WHAT TO DO ▸
State the number of lines in the records beneath that hold the word "received", and add nothing.

Collected data entries
---------------
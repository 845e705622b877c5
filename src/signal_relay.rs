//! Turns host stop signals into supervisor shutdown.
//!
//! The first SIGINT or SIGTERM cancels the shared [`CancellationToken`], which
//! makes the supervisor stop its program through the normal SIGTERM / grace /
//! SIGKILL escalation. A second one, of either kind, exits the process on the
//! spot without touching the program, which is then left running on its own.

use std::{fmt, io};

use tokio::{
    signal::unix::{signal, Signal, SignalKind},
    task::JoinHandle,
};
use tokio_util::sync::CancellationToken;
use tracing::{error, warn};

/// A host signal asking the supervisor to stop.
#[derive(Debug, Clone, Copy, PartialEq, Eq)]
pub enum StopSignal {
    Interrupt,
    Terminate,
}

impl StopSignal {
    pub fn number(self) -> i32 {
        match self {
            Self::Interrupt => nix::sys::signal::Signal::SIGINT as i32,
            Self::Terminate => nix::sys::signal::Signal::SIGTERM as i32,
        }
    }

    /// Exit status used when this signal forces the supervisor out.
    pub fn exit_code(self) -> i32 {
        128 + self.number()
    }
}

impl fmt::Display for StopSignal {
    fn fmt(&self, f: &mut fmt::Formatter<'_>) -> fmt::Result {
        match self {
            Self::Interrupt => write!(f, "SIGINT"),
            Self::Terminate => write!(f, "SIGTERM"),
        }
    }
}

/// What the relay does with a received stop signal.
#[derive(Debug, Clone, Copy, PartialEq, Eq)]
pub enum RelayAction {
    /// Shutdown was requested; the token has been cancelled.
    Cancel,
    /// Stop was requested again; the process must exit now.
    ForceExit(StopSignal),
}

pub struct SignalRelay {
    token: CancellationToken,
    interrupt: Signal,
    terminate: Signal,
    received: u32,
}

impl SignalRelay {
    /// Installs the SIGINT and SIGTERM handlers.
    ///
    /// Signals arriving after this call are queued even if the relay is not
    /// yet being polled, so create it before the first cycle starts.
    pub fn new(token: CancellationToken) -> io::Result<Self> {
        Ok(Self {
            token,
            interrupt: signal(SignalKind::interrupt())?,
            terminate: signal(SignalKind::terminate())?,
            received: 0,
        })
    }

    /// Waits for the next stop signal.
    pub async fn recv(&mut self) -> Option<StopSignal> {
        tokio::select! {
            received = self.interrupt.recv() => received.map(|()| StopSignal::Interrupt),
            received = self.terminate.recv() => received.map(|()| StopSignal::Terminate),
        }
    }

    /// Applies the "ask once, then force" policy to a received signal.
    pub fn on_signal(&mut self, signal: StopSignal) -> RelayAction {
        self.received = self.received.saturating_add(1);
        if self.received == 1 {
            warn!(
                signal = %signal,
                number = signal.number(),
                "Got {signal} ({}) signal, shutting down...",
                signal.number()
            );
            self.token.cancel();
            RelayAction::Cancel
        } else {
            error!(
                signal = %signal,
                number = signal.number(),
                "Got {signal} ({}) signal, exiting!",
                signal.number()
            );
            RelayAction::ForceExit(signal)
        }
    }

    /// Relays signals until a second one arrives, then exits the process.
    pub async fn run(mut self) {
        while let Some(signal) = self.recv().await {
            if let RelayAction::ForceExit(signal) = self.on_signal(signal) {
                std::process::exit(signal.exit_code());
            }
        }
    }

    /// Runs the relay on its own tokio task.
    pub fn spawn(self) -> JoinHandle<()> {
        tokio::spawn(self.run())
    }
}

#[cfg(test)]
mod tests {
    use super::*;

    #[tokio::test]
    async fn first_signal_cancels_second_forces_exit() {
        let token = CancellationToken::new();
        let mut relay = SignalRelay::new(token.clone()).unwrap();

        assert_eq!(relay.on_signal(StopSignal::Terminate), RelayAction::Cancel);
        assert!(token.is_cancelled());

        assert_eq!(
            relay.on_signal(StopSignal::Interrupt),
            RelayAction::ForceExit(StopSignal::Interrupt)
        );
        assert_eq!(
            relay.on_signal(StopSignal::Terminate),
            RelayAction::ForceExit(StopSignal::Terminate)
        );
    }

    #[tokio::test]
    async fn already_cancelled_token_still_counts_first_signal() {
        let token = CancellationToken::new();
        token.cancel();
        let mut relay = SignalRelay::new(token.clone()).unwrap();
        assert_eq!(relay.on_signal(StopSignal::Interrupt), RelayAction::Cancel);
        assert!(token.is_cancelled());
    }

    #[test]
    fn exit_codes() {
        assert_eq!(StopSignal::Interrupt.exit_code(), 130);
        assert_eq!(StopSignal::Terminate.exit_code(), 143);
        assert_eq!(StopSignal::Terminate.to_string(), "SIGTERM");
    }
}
---------------
YOUR RESPONSE ▸
8